Something exciting is hiding behind Carrboro’s mask.
Ten years ago Chip Hoppin made a UNC-themed luchador mask for a friend who wanted to get on the jumbotron at a UNC-Duke basketball game. Today, he is CEO of Fanaticmasks, a company out of Carrboro that makes and sells sports-themed luchador masks, which he co-owns along with Mike Tyrell, a contractor in Chapel Hill, Mike Benson, owner of the Southern Rail in Carrboro and Alex Freeman, a student at Lenoir-Rhyne University.
“I started making them for my friends, but that started to get out of control,” Hoppin said. “At that point I realized so many people wanted these things, there had to be a way to make them on the mass level.”
The company is currently working on a Kickstarter campaign to help create an online platform with which customers can create completely unique masks.

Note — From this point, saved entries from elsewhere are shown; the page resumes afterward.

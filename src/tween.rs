//! Frame-driven interpolation of a vector property.

use std::time::Duration;

use nalgebra::Vector3;

#[derive(Debug, Clone, Copy, PartialEq, Eq)]
pub(crate) enum Easing {
    #[cfg(test)]
    Linear,
    /// Fast start, long settle: `1 - 2^(-10k)`.
    ExponentialOut,
}

impl Easing {
    /// Map linear progress `k` in `[0, 1]` to eased progress.
    pub(crate) fn apply(self, k: f32) -> f32 {
        match self {
            #[cfg(test)]
            Easing::Linear => k,
            Easing::ExponentialOut => {
                if k >= 1.0 {
                    1.0
                } else {
                    1.0 - 2.0_f32.powf(-10.0 * k)
                }
            }
        }
    }
}

#[derive(Debug, Clone)]
pub(crate) struct Tween {
    from: Vector3<f32>,
    to: Vector3<f32>,
    duration: Duration,
    elapsed: Duration,
    easing: Easing,
}

impl Tween {
    pub(crate) fn new(from: Vector3<f32>, to: Vector3<f32>, duration: Duration, easing: Easing) -> Self {
        Self {
            from,
            to,
            duration,
            elapsed: Duration::ZERO,
            easing,
        }
    }

    /// Step the tween forward and return the interpolated value.
    pub(crate) fn advance(&mut self, dt: Duration) -> Vector3<f32> {
        self.elapsed = (self.elapsed + dt).min(self.duration);
        self.value()
    }

    pub(crate) fn value(&self) -> Vector3<f32> {
        let progress = if self.duration.is_zero() {
            1.0
        } else {
            self.elapsed.as_secs_f32() / self.duration.as_secs_f32()
        };
        self.from.lerp(&self.to, self.easing.apply(progress))
    }

    pub(crate) fn is_finished(&self) -> bool {
        self.elapsed >= self.duration
    }
}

The masks these days barely resemble Hoppin’s original stitch-laden, felt prototype. The owners take great pride in the quality of their masks and spent years searching for the right material, aiming for the wearer’s comfort.
“It’s a bra for your face,” said Benson. “You can be at a football game, it’s freezing cold outside, and your face is still warm. On a 80 to 90 degree day, you’re not sweating to death in the thing.”
The owners said a luchador mask is a good alternative to the facepaint popular among fans.
“If you don’t want to be the fan all game long, or you want to make out with your girlfriend and you don’t wanna get her all blue, just take the mask — put it in your pocket!” said Hoppin.
Another source of pride for the owners is the local manufacturing of the masks, all of which takes place in North Carolina The material for the masks is manufactured in Greensboro and then sewn together in Asheboro.